■ **ASSIGNED TASK**
Below are entries. Copy exactly the lines running from the line that holds "err.exit_code()" to the line that holds "let engine = EngineContext::new(config, metrics);", with both ends included.

■ **DATA**

***

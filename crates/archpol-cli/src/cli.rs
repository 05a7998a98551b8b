//! Command-line entry point for validating archive policies against a server
//! snapshot.

use std::path::PathBuf;

use anyhow::anyhow;
use archpol_config::{EngineConfig, load_from_env, load_from_path};
use archpol_core::{EngineContext, MediaType};
use archpol_telemetry::{LogFormat, LoggingConfig, Metrics, build_sha, init_logging};
use clap::{Args, Parser, Subcommand, ValueEnum};
use tracing::{debug, info_span};
use uuid::Uuid;

use crate::commands::policy::{handle_policy_build, handle_policy_check_name};
use crate::commands::pools::{handle_pool_create, handle_pool_partition};
use crate::commands::reservation::{handle_reservation_decode, handle_reservation_encode};
use crate::commands::units::{handle_size_check, handle_time_check};
use crate::state::{AppContext, CliError, CliResult, SnapshotManager};

const DEFAULT_LOG_LEVEL: &str = "warn";

/// Parses CLI arguments, executes the requested command and returns the
/// process exit code.
pub fn run() -> i32 {
    let cli = Cli::parse();
    let trace_id = Uuid::new_v4().to_string();

    let logging = LoggingConfig {
        level: &cli.log_level,
        format: cli
            .log_format
            .as_deref()
            .map_or_else(LogFormat::infer, LogFormat::from_name),
        build_sha: build_sha(),
    };
    if let Err(err) = init_logging(&logging) {
        eprintln!("warning: logging unavailable: {err}");
    }

    let span = info_span!("archpol", trace_id = %trace_id, command = command_label(&cli.command));
    let _entered = span.enter();

    let result = AppContext::from_cli(&cli).and_then(|ctx| dispatch(cli.command, cli.output, &ctx));
    match result {
        Ok(()) => 0,
        Err(err) => {
            eprintln!("error: {}", err.display_message());
            err.exit_code()
        }
    }
}

impl AppContext {
    fn from_cli(cli: &Cli) -> CliResult<Self> {
        let config = load_config(cli.config.as_ref())?;
        let metrics = Metrics::new().map_err(|err| {
            CliError::failure(anyhow!("failed to create metrics registry: {err}"))
        })?;
        let engine = EngineContext::new(config, metrics);
        let manager = SnapshotManager::load(cli.state.as_deref())?;
        manager.index(&engine)?;
        Ok(Self {
            engine,
            manager,
            state_path: cli.state.clone(),
        })
    }
}

fn load_config(path: Option<&PathBuf>) -> CliResult<EngineConfig> {
    let loaded = match path {
        Some(path) => load_from_path(path),
        None => load_from_env(),
    };
    loaded.map_err(|err| CliError::failure(anyhow::Error::new(err).context("failed to load configuration")))
}

fn dispatch(command: Command, format: OutputFormat, ctx: &AppContext) -> CliResult<()> {
    debug!(state = ?ctx.state_path, "dispatching command");
    match command {
        Command::Size(args) => handle_size_check(ctx, &args, format),
        Command::Age(args) => handle_time_check(ctx, &args, format),
        Command::Reservation(reservation) => match reservation {
            ReservationCommand::Decode(args) => handle_reservation_decode(&args, format),
            ReservationCommand::Encode(args) => handle_reservation_encode(&args, format),
        },
        Command::Pools(pools) => match pools {
            PoolCommand::Partition => handle_pool_partition(ctx, format),
            PoolCommand::Create(args) => handle_pool_create(ctx, &args, format),
        },
        Command::Policy(policy) => match policy {
            PolicyCommand::CheckName(args) => handle_policy_check_name(ctx, &args, format),
            PolicyCommand::Build(args) => handle_policy_build(ctx, &args, format),
        },
    }
}

const fn command_label(command: &Command) -> &'static str {
    match command {
        Command::Size(_) => "size",
        Command::Age(_) => "age",
        Command::Reservation(ReservationCommand::Decode(_)) => "reservation_decode",
        Command::Reservation(ReservationCommand::Encode(_)) => "reservation_encode",
        Command::Pools(PoolCommand::Partition) => "pools_partition",
        Command::Pools(PoolCommand::Create(_)) => "pools_create",
        Command::Policy(PolicyCommand::CheckName(_)) => "policy_check_name",
        Command::Policy(PolicyCommand::Build(_)) => "policy_build",
    }
}

#[derive(Parser)]
#[command(
    name = "archpol",
    about = "Validate archive policy criteria and copies against a server snapshot"
)]
struct Cli {
    #[arg(
        long,
        global = true,
        env = "ARCHPOL_STATE",
        help = "JSON snapshot of the archive server (pools, policies, users, groups)"
    )]
    state: Option<PathBuf>,
    #[arg(
        long,
        global = true,
        help = "Engine configuration document (defaults to ARCHPOL_CONFIG or built-in limits)"
    )]
    config: Option<PathBuf>,
    #[arg(long, global = true, env = "ARCHPOL_LOG_LEVEL", default_value = DEFAULT_LOG_LEVEL)]
    log_level: String,
    #[arg(long, global = true, env = "ARCHPOL_LOG_FORMAT")]
    log_format: Option<String>,
    #[arg(
        long = "output",
        alias = "format",
        global = true,
        value_enum,
        default_value_t = OutputFormat::Table,
        help = "Select output format for commands that render structured data"
    )]
    output: OutputFormat,
    #[command(subcommand)]
    command: Command,
}

#[derive(Subcommand)]
enum Command {
    /// Validate a size, optionally against an upper bound.
    Size(SizeArgs),
    /// Validate an age.
    Age(AgeArgs),
    #[command(subcommand)]
    Reservation(ReservationCommand),
    #[command(subcommand)]
    Pools(PoolCommand),
    #[command(subcommand)]
    Policy(PolicyCommand),
}

#[derive(Subcommand)]
enum ReservationCommand {
    /// Unpack a stored reservation code.
    Decode(ReservationDecodeArgs),
    /// Pack reservation components into a code.
    Encode(ReservationEncodeArgs),
}

#[derive(Subcommand)]
enum PoolCommand {
    /// Group pools by media type.
    Partition,
    /// Validate and create a volume pool.
    Create(PoolCreateArgs),
}

#[derive(Subcommand)]
enum PolicyCommand {
    /// Check a proposed policy name.
    CheckName(PolicyNameArgs),
    /// Run a policy document through the wizard and create it.
    Build(PolicyBuildArgs),
}

#[derive(Args)]
pub(crate) struct SizeArgs {
    #[arg(help = "Size value", allow_hyphen_values = true)]
    pub(crate) value: String,
    #[arg(long, help = "Unit of the value (B, KB, MB, GB, TB, PB)")]
    pub(crate) unit: Option<String>,
    #[arg(long, allow_hyphen_values = true, help = "Upper bound to compare against")]
    pub(crate) max: Option<String>,
    #[arg(long, help = "Unit of the upper bound")]
    pub(crate) max_unit: Option<String>,
}

#[derive(Args)]
pub(crate) struct AgeArgs {
    #[arg(help = "Age value", allow_hyphen_values = true)]
    pub(crate) value: String,
    #[arg(long, help = "Unit of the value (s, m, h, d, w)")]
    pub(crate) unit: Option<String>,
}

#[derive(Args)]
pub(crate) struct ReservationDecodeArgs {
    #[arg(allow_hyphen_values = true)]
    pub(crate) code: i32,
}

#[derive(Args)]
pub(crate) struct ReservationEncodeArgs {
    #[arg(
        long,
        default_value_t = 0,
        value_parser = clap::value_parser!(u8).range(0..=15),
        help = "Attribute class bits (1 directory, 2 user, 4 group)"
    )]
    pub(crate) attribute: u8,
    #[arg(long, help = "Reserve by volume set")]
    pub(crate) set: bool,
    #[arg(long, help = "Reserve by file system")]
    pub(crate) fs: bool,
}

#[derive(Args)]
pub(crate) struct PoolCreateArgs {
    pub(crate) name: String,
    #[arg(value_parser = parse_media_type, help = "Media mnemonic (li, dk) or numeric code")]
    pub(crate) media_type: MediaType,
    #[arg(help = "Members: a VSN, a range A-B or a list A,B,C")]
    pub(crate) members: String,
    #[arg(long, help = "Validate without creating the pool")]
    pub(crate) dry_run: bool,
}

#[derive(Args)]
pub(crate) struct PolicyNameArgs {
    pub(crate) name: String,
}

#[derive(Args)]
pub(crate) struct PolicyBuildArgs {
    #[arg(short = 'f', long = "file", help = "Policy document (JSON)")]
    pub(crate) file: PathBuf,
    #[arg(long, help = "Validate every step but do not save the snapshot")]
    pub(crate) dry_run: bool,
}

#[derive(Copy, Clone, Debug, Default, PartialEq, Eq, ValueEnum)]
pub(crate) enum OutputFormat {
    #[default]
    Table,
    Json,
}

fn parse_media_type(raw: &str) -> Result<MediaType, String> {
    MediaType::parse(raw).ok_or_else(|| format!("unknown media type '{raw}'"))
}

#[cfg(test)]
mod tests {
    use super::*;

    type TestResult = Result<(), Box<dyn std::error::Error>>;

    #[test]
    fn parses_global_options_after_subcommand() -> TestResult {
        let cli = Cli::try_parse_from([
            "archpol",
            "size",
            "10",
            "--unit",
            "MB",
            "--output",
            "json",
            "--state",
            "/tmp/server.json",
        ])?;
        assert_eq!(cli.output, OutputFormat::Json);
        assert_eq!(cli.state, Some(PathBuf::from("/tmp/server.json")));
        assert_eq!(cli.log_level, DEFAULT_LOG_LEVEL);
        assert!(matches!(cli.command, Command::Size(ref args) if args.unit.as_deref() == Some("MB")));
        Ok(())
    }

    #[test]
    fn negative_values_reach_the_validators() -> TestResult {
        let cli = Cli::try_parse_from(["archpol", "reservation", "decode", "-1"])?;
        assert!(matches!(
            cli.command,
            Command::Reservation(ReservationCommand::Decode(ReservationDecodeArgs { code: -1 }))
        ));
        let cli = Cli::try_parse_from(["archpol", "size", "-5"])?;
        assert!(matches!(cli.command, Command::Size(ref args) if args.value == "-5"));
        Ok(())
    }

    #[test]
    fn attribute_bits_are_bounded() {
        assert!(
            Cli::try_parse_from(["archpol", "reservation", "encode", "--attribute", "16"]).is_err()
        );
    }

    #[test]
    fn pool_media_type_accepts_mnemonics_and_codes() -> TestResult {
        let cli = Cli::try_parse_from(["archpol", "pools", "create", "p1", "li", "VOL000"])?;
        assert!(matches!(
            cli.command,
            Command::Pools(PoolCommand::Create(ref args)) if args.media_type == MediaType::LTO
        ));
        let cli = Cli::try_parse_from(["archpol", "pools", "create", "p1", "100", "disk01", "--dry-run"])?;
        assert!(matches!(
            cli.command,
            Command::Pools(PoolCommand::Create(ref args)) if args.media_type == MediaType::DISK && args.dry_run
        ));
        assert!(Cli::try_parse_from(["archpol", "pools", "create", "p1", "zz", "VOL000"]).is_err());
        Ok(())
    }

    #[test]
    fn command_labels_are_stable() -> TestResult {
        let cli = Cli::try_parse_from(["archpol", "policy", "build", "-f", "policy.json"])?;
        assert_eq!(command_label(&cli.command), "policy_build");
        Ok(())
    }
}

***

■ **YOUR RESPONSE**
            err.exit_code()
        }
    }
}

impl AppContext {
    fn from_cli(cli: &Cli) -> CliResult<Self> {
        let config = load_config(cli.config.as_ref())?;
        let metrics = Metrics::new().map_err(|err| {
            CliError::failure(anyhow!("failed to create metrics registry: {err}"))
        })?;
        let engine = EngineContext::new(config, metrics);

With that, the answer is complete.